TASK TO CARRY OUT: Among the entries below, tally each line where the word "parent" appears and state only the total.

ENTRIES SUPPLIED:

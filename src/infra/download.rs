//! Source archive downloads
//!
//! Archives are streamed to `<dest>.part`, hashed on the way, and renamed
//! into place only once the body is complete. Transient failures (connection
//! errors, 5xx, 429) are retried with exponential backoff; anything else fails
//! on the first attempt.

use futures::StreamExt;
use sha2::{Digest, Sha256};
use std::fs;
use std::io;
use std::path::{Path, PathBuf};
use std::time::Duration;
use tokio::io::AsyncWriteExt;
use tracing::debug;

use crate::config::defaults;
use crate::error::DownloadError;

/// How often and how patiently a download is retried
#[derive(Debug, Clone, Copy, PartialEq, Eq)]
pub struct RetryPolicy {
    /// Total attempts, including the first
    pub attempts: u32,
    /// Delay before the second attempt; doubled after each failure
    pub base_delay: Duration,
    /// Upper bound on any single delay
    pub max_delay: Duration,
}

impl RetryPolicy {
    /// A single attempt with no waiting
    pub fn once() -> Self {
        Self {
            attempts: 1,
            base_delay: Duration::ZERO,
            max_delay: Duration::ZERO,
        }
    }

    /// Delay after the `failed`-th failed attempt (1-based)
    pub fn delay_after(&self, failed: u32) -> Duration {
        let factor = 2u32.saturating_pow(failed.saturating_sub(1));
        self.base_delay.saturating_mul(factor).min(self.max_delay)
    }
}

impl Default for RetryPolicy {
    fn default() -> Self {
        Self {
            attempts: defaults::MAX_DOWNLOAD_RETRIES,
            base_delay: Duration::from_millis(defaults::DOWNLOAD_RETRY_DELAY_MS),
            max_delay: Duration::from_secs(30),
        }
    }
}

/// A completed download
#[derive(Debug, Clone, PartialEq, Eq)]
pub struct Fetched {
    pub path: PathBuf,
    pub bytes: u64,
    /// Lowercase hex SHA-256 of the body
    pub sha256: String,
}

/// HTTP downloader shared by all archive stages
#[derive(Debug, Clone)]
pub struct DownloadManager {
    client: reqwest::Client,
    retry: RetryPolicy,
}

impl DownloadManager {
    pub fn new() -> Self {
        Self::with_retry(RetryPolicy::default())
    }

    pub fn with_retry(retry: RetryPolicy) -> Self {
        let client = reqwest::Client::builder()
            .user_agent(concat!("ffstack/", env!("CARGO_PKG_VERSION")))
            .connect_timeout(Duration::from_secs(30))
            .timeout(Duration::from_secs(600))
            .build()
            .unwrap_or_else(|_| reqwest::Client::new());
        Self { client, retry }
    }

    pub fn retry(&self) -> &RetryPolicy {
        &self.retry
    }

    /// Download `url` to `dest`
    ///
    /// On failure neither `dest` nor the partial file is left behind.
    pub async fn download(&self, url: &str, dest: &Path) -> Result<Fetched, DownloadError> {
        let part = partial_path(dest);
        let mut attempt = 1;

        loop {
            match self.stream_to(url, &part).await {
                Ok((bytes, sha256)) => {
                    tokio::fs::rename(&part, dest)
                        .await
                        .map_err(|e| io_failure(dest, &e))?;
                    return Ok(Fetched {
                        path: dest.to_path_buf(),
                        bytes,
                        sha256,
                    });
                }
                Err(err) if err.is_transient() && attempt < self.retry.attempts => {
                    let delay = self.retry.delay_after(attempt);
                    debug!("attempt {attempt} for {url} failed ({err}), retrying in {delay:?}");
                    tokio::time::sleep(delay).await;
                    attempt += 1;
                }
                Err(err) => {
                    let _ = tokio::fs::remove_file(&part).await;
                    return Err(err);
                }
            }
        }
    }

    /// One GET, streamed into `part`; returns size and digest
    async fn stream_to(&self, url: &str, part: &Path) -> Result<(u64, String), DownloadError> {
        let network = |e: reqwest::Error| DownloadError::NetworkError {
            url: url.to_string(),
            error: e.to_string(),
        };

        let response = self.client.get(url).send().await.map_err(network)?;
        let status = response.status();
        if !status.is_success() {
            return Err(DownloadError::HttpStatus {
                url: url.to_string(),
                status: status.as_u16(),
            });
        }

        if let Some(parent) = part.parent() {
            tokio::fs::create_dir_all(parent)
                .await
                .map_err(|e| io_failure(parent, &e))?;
        }
        let mut file = tokio::fs::File::create(part)
            .await
            .map_err(|e| io_failure(part, &e))?;

        let mut hasher = Sha256::new();
        let mut bytes = 0u64;
        let mut body = response.bytes_stream();
        while let Some(chunk) = body.next().await {
            let chunk = chunk.map_err(network)?;
            hasher.update(&chunk);
            bytes += chunk.len() as u64;
            file.write_all(&chunk)
                .await
                .map_err(|e| io_failure(part, &e))?;
        }
        file.flush().await.map_err(|e| io_failure(part, &e))?;

        Ok((bytes, hex::encode(hasher.finalize())))
    }
}

impl Default for DownloadManager {
    fn default() -> Self {
        Self::new()
    }
}

fn io_failure(path: &Path, e: &io::Error) -> DownloadError {
    DownloadError::IoError {
        path: path.to_path_buf(),
        error: e.to_string(),
    }
}

fn partial_path(dest: &Path) -> PathBuf {
    let mut name = dest.file_name().unwrap_or_default().to_os_string();
    name.push(".part");
    dest.with_file_name(name)
}

/// SHA-256 of a file as lowercase hex, streamed from disk
pub fn file_digest(path: &Path) -> Result<String, DownloadError> {
    let mut file = fs::File::open(path).map_err(|e| io_failure(path, &e))?;
    let mut hasher = Sha256::new();
    io::copy(&mut file, &mut hasher).map_err(|e| io_failure(path, &e))?;
    Ok(hex::encode(hasher.finalize()))
}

RESULT FOR THIS EXERCISE: 3